GIVEN RECORDS Start Marker

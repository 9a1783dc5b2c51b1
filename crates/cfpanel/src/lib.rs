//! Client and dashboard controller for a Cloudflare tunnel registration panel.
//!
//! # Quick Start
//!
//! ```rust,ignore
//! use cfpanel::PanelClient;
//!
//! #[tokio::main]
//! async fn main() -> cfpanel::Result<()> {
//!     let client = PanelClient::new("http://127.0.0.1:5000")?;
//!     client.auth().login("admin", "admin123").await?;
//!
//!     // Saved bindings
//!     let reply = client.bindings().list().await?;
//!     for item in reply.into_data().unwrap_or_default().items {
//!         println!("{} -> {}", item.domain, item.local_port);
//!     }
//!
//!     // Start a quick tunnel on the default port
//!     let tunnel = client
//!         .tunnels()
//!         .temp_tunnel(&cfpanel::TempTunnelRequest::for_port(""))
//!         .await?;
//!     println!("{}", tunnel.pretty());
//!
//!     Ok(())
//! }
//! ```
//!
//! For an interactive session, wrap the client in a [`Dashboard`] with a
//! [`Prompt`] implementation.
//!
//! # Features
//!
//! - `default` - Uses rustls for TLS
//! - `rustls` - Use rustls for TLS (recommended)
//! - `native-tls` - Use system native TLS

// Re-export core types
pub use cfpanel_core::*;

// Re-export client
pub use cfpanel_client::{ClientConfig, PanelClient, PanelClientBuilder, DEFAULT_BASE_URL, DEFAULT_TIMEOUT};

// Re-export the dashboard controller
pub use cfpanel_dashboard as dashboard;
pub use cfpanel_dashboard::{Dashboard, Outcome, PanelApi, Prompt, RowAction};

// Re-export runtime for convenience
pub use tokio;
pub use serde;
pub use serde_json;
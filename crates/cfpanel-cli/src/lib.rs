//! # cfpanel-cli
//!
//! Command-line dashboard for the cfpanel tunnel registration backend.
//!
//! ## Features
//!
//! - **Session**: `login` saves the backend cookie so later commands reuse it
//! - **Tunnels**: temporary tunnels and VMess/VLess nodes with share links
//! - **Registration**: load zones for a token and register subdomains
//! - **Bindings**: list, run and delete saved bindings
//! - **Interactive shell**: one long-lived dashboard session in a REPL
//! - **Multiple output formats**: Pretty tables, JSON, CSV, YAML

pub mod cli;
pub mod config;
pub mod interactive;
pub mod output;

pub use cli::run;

GIVEN RECORDS End Marker

=== EXERCISE ===
Say how many lines in the entries include the string "crates", and write nothing besides that number.

=== RESULT FOR THIS EXERCISE ===
2